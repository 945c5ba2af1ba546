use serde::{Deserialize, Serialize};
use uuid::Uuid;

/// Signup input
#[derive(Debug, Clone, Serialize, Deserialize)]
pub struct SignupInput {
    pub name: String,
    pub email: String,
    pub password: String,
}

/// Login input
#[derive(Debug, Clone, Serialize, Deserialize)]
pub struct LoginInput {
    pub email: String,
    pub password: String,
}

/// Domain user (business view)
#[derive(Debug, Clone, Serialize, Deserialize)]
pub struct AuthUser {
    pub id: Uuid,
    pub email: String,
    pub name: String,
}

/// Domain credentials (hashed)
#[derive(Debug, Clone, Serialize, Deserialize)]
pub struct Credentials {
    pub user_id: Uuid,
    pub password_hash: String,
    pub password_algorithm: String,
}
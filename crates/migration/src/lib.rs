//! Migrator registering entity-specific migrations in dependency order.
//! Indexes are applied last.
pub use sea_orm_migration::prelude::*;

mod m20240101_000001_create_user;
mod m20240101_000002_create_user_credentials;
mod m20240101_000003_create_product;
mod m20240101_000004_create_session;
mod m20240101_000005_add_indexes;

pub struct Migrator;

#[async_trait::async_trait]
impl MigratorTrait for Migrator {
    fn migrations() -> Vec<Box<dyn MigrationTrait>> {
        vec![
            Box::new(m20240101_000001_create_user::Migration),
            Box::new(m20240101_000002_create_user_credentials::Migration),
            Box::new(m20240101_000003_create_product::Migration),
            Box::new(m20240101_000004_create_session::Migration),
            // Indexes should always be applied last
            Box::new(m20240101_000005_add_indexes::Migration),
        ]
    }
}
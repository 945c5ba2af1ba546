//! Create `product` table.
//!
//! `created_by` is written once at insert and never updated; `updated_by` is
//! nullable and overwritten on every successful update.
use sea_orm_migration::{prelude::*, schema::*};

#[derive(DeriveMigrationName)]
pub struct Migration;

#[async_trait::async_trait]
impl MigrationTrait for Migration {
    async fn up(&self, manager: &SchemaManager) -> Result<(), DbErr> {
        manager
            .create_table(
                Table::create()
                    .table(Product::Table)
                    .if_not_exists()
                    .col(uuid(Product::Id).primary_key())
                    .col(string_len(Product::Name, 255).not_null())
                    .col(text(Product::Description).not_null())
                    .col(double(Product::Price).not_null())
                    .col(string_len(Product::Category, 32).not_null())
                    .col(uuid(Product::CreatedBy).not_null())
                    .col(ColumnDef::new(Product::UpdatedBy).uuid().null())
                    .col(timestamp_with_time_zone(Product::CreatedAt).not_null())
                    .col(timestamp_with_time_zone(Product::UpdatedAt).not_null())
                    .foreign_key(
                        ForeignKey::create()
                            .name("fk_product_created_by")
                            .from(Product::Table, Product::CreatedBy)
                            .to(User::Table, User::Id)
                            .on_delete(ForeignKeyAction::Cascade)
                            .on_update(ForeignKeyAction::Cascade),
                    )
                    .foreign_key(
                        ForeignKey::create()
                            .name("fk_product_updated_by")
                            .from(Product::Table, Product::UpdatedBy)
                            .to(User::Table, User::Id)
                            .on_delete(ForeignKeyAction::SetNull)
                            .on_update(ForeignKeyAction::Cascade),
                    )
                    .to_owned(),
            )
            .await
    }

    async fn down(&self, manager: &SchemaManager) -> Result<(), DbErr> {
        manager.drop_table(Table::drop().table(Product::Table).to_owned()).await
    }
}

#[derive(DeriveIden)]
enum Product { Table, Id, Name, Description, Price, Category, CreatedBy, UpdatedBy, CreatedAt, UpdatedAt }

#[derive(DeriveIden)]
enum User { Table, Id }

▸ ASSIGNMENT: Starting at the top of the listing above, repeat every line exactly until the line that contains "pub struct AuthUser" has been repeated too.

▸ RESULT OF THE EXERCISE:
repository 945c5ba2af1ba546
use serde::{Deserialize, Serialize};
use uuid::Uuid;

/// Signup input
#[derive(Debug, Clone, Serialize, Deserialize)]
pub struct SignupInput {
    pub name: String,
    pub email: String,
    pub password: String,
}

/// Login input
#[derive(Debug, Clone, Serialize, Deserialize)]
pub struct LoginInput {
    pub email: String,
    pub password: String,
}

/// Domain user (business view)
#[derive(Debug, Clone, Serialize, Deserialize)]
pub struct AuthUser {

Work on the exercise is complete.